Apart from very high casualties, disasters are also costing more and increasing poverty. Economic losses from disasters have more than doubled over the past three decades, showing an increase of 145% from an average of around $70 billion per year in the 1990s to over $170 billion per year in the decade ending in 2020. Approximately 40% of this loss is insured.
However, such coverage is overwhelmingly concentrated in developed countries, with insurance coverage rates in the developing world averaging less than 9%. There are many systemic risks and trends, like sea- level rise, for which insurance is not an option, the report said.
Rather, it is possible and imperative to accelerate action for risk-informed sustainable development, it emphasized. Good development does not need to create risk. When investment reduces risk, systemic benefits also cascade across systems. For example, reducing urban black smog emissions reduces carbon dioxide, incentivizes cleaner energy, reduces pollution and improves health outcomes.
The report has outlined that the climate emergency and systemic impacts of the COVID-19 pandemic point to a new reality. In a world of certain uncertainty, understanding risk is fundamental to achieving genuinely sustainable development.
The best defence against future shocks is to transform systems now and build resilience by addressing climate change and other hazards. This includes reducing the vulnerability, exposure and inequality that drive disasters. Action is possible.
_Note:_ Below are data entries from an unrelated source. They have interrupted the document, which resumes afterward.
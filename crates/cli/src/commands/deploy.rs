// Copyright (c) 2025 Varshith Gudur. Licensed under AGPLv3.
use anyhow::bail;
use std::io;
use std::path::Path;
use voltura_core::Version;
use voltura_node::config::NodeConfig;
use voltura_node::source::scan_latest;

/// One minor release above everything already published anywhere. Both
/// inventories count: the adversary numbers its payloads to outrank the
/// trusted source.
pub fn next_release(dirs: &[&Path]) -> io::Result<Version> {
    let mut latest = Version::ZERO;
    for dir in dirs {
        if let Some((_, version)) = scan_latest(dir)? {
            latest = latest.max(version);
        }
    }
    Ok(latest.next_minor())
}

pub fn run(config_path: &Path, source: &str) -> anyhow::Result<()> {
    let cfg = NodeConfig::load_or_init(config_path)?;

    let (dir, prefix, label) = match source {
        "oem" => (cfg.oem_content_dir.clone(), "firmware", "Firmware"),
        "malicious" => (
            cfg.malicious_content_dir.clone(),
            "malicious_firmware",
            "Tampered firmware",
        ),
        other => bail!("unknown source identity '{other}'"),
    };

    let version = next_release(&[
        cfg.oem_content_dir.as_path(),
        cfg.malicious_content_dir.as_path(),
    ])?;
    let filename = format!("{prefix}_v{version}.bin");

    std::fs::create_dir_all(&dir)?;
    let stamp = chrono::Utc::now().to_rfc3339();
    let payload = format!("{label} build v{version} ({stamp})\n");
    std::fs::write(dir.join(&filename), payload)?;

    println!("Deployed '{filename}' to {}", dir.display());
    Ok(())
}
The planning systems and institutional culture of the twentieth century worked towards fixed time frames, for known outcomes in contexts that were largely stable and linear, or were assumed to be. The complexity of today’s world and the destabilization of global ecosystems through climate change and other direct human impacts require that twenty-first century institutional cultures must become more comfortable with uncertainty. They need to manage responsively within wider parameters of possible outcomes rather than assuming there are static targets to meet.
Governance systems need urgently to adapt their accepted methods for setting targets, to reward learning from mistakes, and to reassess how to communicate more clearly around trends and uncertainty.
This report has provided insights on how this can be done. It identifies three key bottlenecks that are hindering progress on reducing risk: Governance systems are measuring and valuing the wrong things, Products and services work against, not with, how human minds and institutions make decisions, and Current methods fail to understand and manage risk as it cascades across systems and sectors.
Subsequently, it calls for three key actions: Measure what we value, Design systems to factor in how human minds make decisions about risk, and Reconfigure governance and financial systems to work across silos and design in consultation with affected people.